During his time he locked with the likes of Charlie Ballam, Geoff Ronald, Bert Winders and Dave Jack. Another lock not to be forgotten was Tad Porteous for his determined approach to the game.
On to the 1960's and Jack Hazlett was one of those versatile players who could play either lock or prop. It was the latter position that he made his name in rugby.
Gerald Dermody was first noticed in 1965 when he was barely out of High School. He developed quickly and became one of the key men in the Southland team for the next decade. His record of 120 games for Southland was recently broken by Jason Rutledge. In 1968 he played for the Junior All Blacks and for several seasons was on the brink of All Black selection. A general purpose player he won a reputation for his uncomprising approach to the game.
Probably the tallest man ever to play for the province came south in 1967 from Otago. he was Graham Polhen. Another player from that time was Brian King who won selection for the South Island.

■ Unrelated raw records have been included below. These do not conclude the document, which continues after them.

use std::fs;
use std::path::{Path, PathBuf};

use serde::{Deserialize, Serialize};

use crate::error::ConfigError;

#[derive(Debug, Clone, PartialEq, Serialize, Deserialize)]
#[serde(default)]
pub struct RendererConfig {
    /// Scene built when the surface is first created.
    pub initial_scene: String,
    pub clear_color: [f32; 4],
    /// Directory textures are loaded from.
    pub assets_dir: PathBuf,
    pub camera: CameraConfig,
    pub bloom: BloomConfig,
}

impl Default for RendererConfig {
    fn default() -> Self {
        Self {
            initial_scene: "cosmic-battle".to_string(),
            clear_color: [0.0, 0.0, 0.0, 1.0],
            assets_dir: PathBuf::from("assets"),
            camera: CameraConfig::default(),
            bloom: BloomConfig::default(),
        }
    }
}

impl RendererConfig {
    pub fn load(path: impl AsRef<Path>) -> Result<Self, ConfigError> {
        let text = fs::read_to_string(path)?;
        Self::from_toml_str(&text)
    }

    pub fn from_toml_str(text: &str) -> Result<Self, ConfigError> {
        Ok(toml::from_str(text)?)
    }
}

#[derive(Debug, Clone, PartialEq, Serialize, Deserialize)]
#[serde(default)]
pub struct CameraConfig {
    pub eye: [f32; 3],
    pub center: [f32; 3],
    pub up: [f32; 3],
    /// Eye distance at the far end of the zoom loop.
    pub zoom_far: f32,
    pub zoom_near: f32,
    /// Seconds for one far-near-far cycle.
    pub zoom_period: f32,
    pub fov_degrees: f32,
    pub near: f32,
    pub far: f32,
}

impl Default for CameraConfig {
    fn default() -> Self {
        Self {
            eye: [0.0, 0.0, 6.0],
            center: [0.0, 0.0, 0.0],
            up: [0.0, 1.0, 0.0],
            zoom_far: 20.0,
            zoom_near: 10.0,
            zoom_period: 30.0,
            fov_degrees: 45.0,
            near: 0.1,
            far: 100.0,
        }
    }
}

#[derive(Debug, Clone, PartialEq, Serialize, Deserialize)]
#[serde(default)]
pub struct BloomConfig {
    pub enabled: bool,
    /// Luminance above which pixels contribute to the glow.
    pub threshold: f32,
    pub intensity: f32,
    /// The bright pass and blur run at 1/downsample of the screen size.
    pub downsample: u32,
    /// Horizontal+vertical blur cycles.
    pub blur_iterations: u32,
}

impl Default for BloomConfig {
    fn default() -> Self {
        Self {
            enabled: false,
            threshold: 0.7,
            intensity: 0.8,
            downsample: 4,
            blur_iterations: 2,
        }
    }
}
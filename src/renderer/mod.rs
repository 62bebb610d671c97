use std::time::Instant;

use glam::Vec3;

use crate::camera::{CameraController, OrbitCamera};
use crate::config::RendererConfig;
use crate::error::RendererError;
use crate::scene::{is_known_scene, FrameContext, SceneComposer};

pub mod bloom;
pub mod gl;
pub mod gpu;
#[cfg(test)]
pub(crate) mod recording;
pub mod textures;

use bloom::BloomPostProcess;
use gpu::Gpu;
use textures::{FileTextureLibrary, TextureLibrary};

#[derive(Debug, Clone, Copy, PartialEq, Eq)]
pub enum LoopState {
    /// No surface yet.
    Uninitialized,
    /// The scene is built; the next frame starts the clock.
    SceneReady,
    Running,
    Paused,
    /// Terminal.
    Disposed,
}

/// The frame loop. The host calls the `on_*` methods from the thread that
/// owns the GPU context, in the order the surface events happen.
pub struct Renderer<G: Gpu> {
    gpu: G,
    config: RendererConfig,
    state: LoopState,
    camera: Box<dyn CameraController>,
    textures: Box<dyn TextureLibrary>,
    scene: SceneComposer,
    bloom: BloomPostProcess,
    width: u32,
    height: u32,
    last_tick: Option<Instant>,
}

impl<G: Gpu> Renderer<G> {
    /// A renderer with an [`OrbitCamera`] and textures loaded from
    /// `config.assets_dir`.
    pub fn new(gpu: G, config: RendererConfig) -> Renderer<G> {
        let camera = Box::new(OrbitCamera::new(&config.camera));
        let textures = Box::new(FileTextureLibrary::new(config.assets_dir.clone()));
        Renderer::with_collaborators(gpu, config, camera, textures)
    }

    pub fn with_collaborators(
        gpu: G,
        config: RendererConfig,
        camera: Box<dyn CameraController>,
        textures: Box<dyn TextureLibrary>,
    ) -> Renderer<G> {
        Renderer {
            gpu,
            scene: SceneComposer::new(config.initial_scene.clone()),
            bloom: BloomPostProcess::new(&config.bloom),
            config,
            state: LoopState::Uninitialized,
            camera,
            textures,
            width: 0,
            height: 0,
            last_tick: None,
        }
    }

    pub fn state(&self) -> LoopState {
        self.state
    }

    pub fn gpu(&self) -> &G {
        &self.gpu
    }

    pub fn camera(&self) -> &dyn CameraController {
        self.camera.as_ref()
    }

    pub fn active_scene(&self) -> &str {
        self.scene.name()
    }

    pub fn scene(&self) -> &SceneComposer {
        &self.scene
    }

    /// Sets up a fresh GPU context and builds the active scene. Anything
    /// left from an earlier context is released first. If the scene fails to
    /// build, the error is returned but the loop still becomes ready and
    /// renders an empty scene.
    pub fn on_surface_created(&mut self) -> Result<(), RendererError> {
        if self.state == LoopState::Disposed {
            return Err(RendererError::Disposed);
        }
        self.release_gpu_resources();
        self.gpu.setup_default_state(self.config.clear_color);
        self.textures.initialize(&mut self.gpu);
        self.state = LoopState::SceneReady;
        self.last_tick = None;
        log::info!("Surface created");

        let name = self.scene.name().to_string();
        if let Err(err) = self
            .scene
            .activate(&name, &mut self.gpu, self.textures.as_mut())
        {
            log::warn!("Could not build scene {name:?}, rendering an empty one: {err}");
            return Err(err);
        }
        Ok(())
    }

    /// Applies a new surface size: viewport, projection, a reset camera view
    /// and bloom targets. Non-positive sizes, and sizes reported before the
    /// surface exists, are ignored.
    pub fn on_surface_changed(&mut self, width: i32, height: i32) -> Result<(), RendererError> {
        match self.state {
            LoopState::Disposed => return Err(RendererError::Disposed),
            LoopState::Uninitialized => {
                log::warn!("Ignoring surface size {width}x{height}, no surface yet");
                return Ok(());
            }
            _ => {}
        }
        if width <= 0 || height <= 0 {
            log::warn!("Ignoring surface size {width}x{height}");
            return Ok(());
        }
        let (width, height) = (width as u32, height as u32);
        self.width = width;
        self.height = height;
        self.gpu.viewport(width, height);

        let camera = &self.config.camera;
        self.camera.update_projection(width, height);
        self.camera.set_view(
            Vec3::from(camera.eye),
            Vec3::from(camera.center),
            Vec3::from(camera.up),
        );
        self.camera.start_zoom_loop(camera.zoom_far, camera.zoom_near);

        // Failures are logged by the effect, which then stays off.
        let _ = self.bloom.resize(&mut self.gpu, width, height);
        log::info!("Surface changed to {width}x{height}");
        Ok(())
    }

    pub fn on_draw_frame(&mut self) -> Result<(), RendererError> {
        self.on_draw_frame_at(Instant::now())
    }

    /// Runs one tick as if it happened at `now`.
    pub fn on_draw_frame_at(&mut self, now: Instant) -> Result<(), RendererError> {
        let dt = match self.state {
            LoopState::Disposed => return Err(RendererError::Disposed),
            LoopState::Uninitialized | LoopState::Paused => return Ok(()),
            LoopState::SceneReady => {
                self.state = LoopState::Running;
                0.0
            }
            LoopState::Running => self
                .last_tick
                .map_or(0.0, |last| now.saturating_duration_since(last).as_secs_f32()),
        };
        self.last_tick = Some(now);

        self.camera.update(dt);
        self.scene.update(dt, self.camera.as_ref());
        let frame = FrameContext::from_camera(self.camera.as_ref(), self.width, self.height);

        if !self.bloom.begin_capture(&mut self.gpu) {
            self.gpu.bind_render_target(None);
            self.gpu.clear();
        }
        self.scene.draw(&mut self.gpu, &frame);
        self.bloom.end_capture_and_apply(&mut self.gpu);
        Ok(())
    }

    pub fn pause(&mut self) {
        if matches!(self.state, LoopState::SceneReady | LoopState::Running) {
            self.state = LoopState::Paused;
            log::info!("Paused");
        }
    }

    pub fn resume(&mut self) {
        self.resume_at(Instant::now());
    }

    /// Resumes with `now` as the time of the last tick, so the pause does
    /// not count towards the next frame's delta.
    pub fn resume_at(&mut self, now: Instant) {
        if self.state == LoopState::Paused {
            self.state = LoopState::Running;
            self.last_tick = Some(now);
            log::info!("Resumed");
        }
    }

    /// Switches to the scene named `name`, tearing down the current one.
    /// Before the surface exists only the name is recorded.
    pub fn set_active_scene(&mut self, name: &str) -> Result<(), RendererError> {
        match self.state {
            LoopState::Disposed => return Err(RendererError::Disposed),
            _ if !is_known_scene(name) => {
                log::warn!("Unknown scene {name:?}, keeping {:?}", self.scene.name());
                return Err(RendererError::UnknownScene(name.to_string()));
            }
            _ if name == self.scene.name() => return Ok(()),
            LoopState::Uninitialized => {
                self.scene = SceneComposer::new(name);
                return Ok(());
            }
            _ => {}
        }
        self.scene
            .activate(name, &mut self.gpu, self.textures.as_mut())
    }

    pub fn adjust_camera_yaw(&mut self, delta_degrees: f32) {
        self.camera.add_orbit_offset(delta_degrees);
    }

    pub fn set_bloom_enabled(&mut self, enabled: bool) {
        self.bloom.set_enabled(enabled);
    }

    pub fn is_bloom_enabled(&self) -> bool {
        self.bloom.is_enabled()
    }

    /// Releases every GPU resource. No frames are accepted afterwards.
    pub fn dispose(&mut self) {
        if self.state == LoopState::Disposed {
            return;
        }
        self.release_gpu_resources();
        self.state = LoopState::Disposed;
        log::info!("Renderer disposed");
    }

    fn release_gpu_resources(&mut self) {
        self.scene.release(&mut self.gpu);
        self.bloom.release(&mut self.gpu);
        self.textures.release(&mut self.gpu);
    }
}

impl<G: Gpu> Drop for Renderer<G> {
    fn drop(&mut self) {
        self.dispose();
    }
}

A club-mate of King's from Mataura was Gus MacAllister and he partnered Dermody during the late 1960's. The emergence of Frank Oliver was particularly welcomed and he always had class written all over him.
After playing and captaining the Junior All Blacks it seemed it would not be long before he gained full national status but he had to wait until 1976 and the tour to South Africa before he was named.
However, once in, he made every post a winner and continued to play for the All Blacks until 1981 although he moved away from Southland in 1978 firstly to Otago and later to Manawatu.
Another grafted player who helped provide Southland with an embarrassment of riches in the mid 70's was Anton McLean.
Later Murray Leach was in a similar category.
Fergus Dermody provided consistent service for several years and Southland was denied a valuable player when injury confined Murray Howe to little more than a season or two of representative play when he looked like making a major contribution to the province.
One of the more controversial choices at lock was Alan Byrne but he established a record for the province of playing 59 game in succession which broke Robin Archer's record of 57 games in a row. Byrne as a lineout jumper was one of the few players who was able to compete with those bigger men of recent times.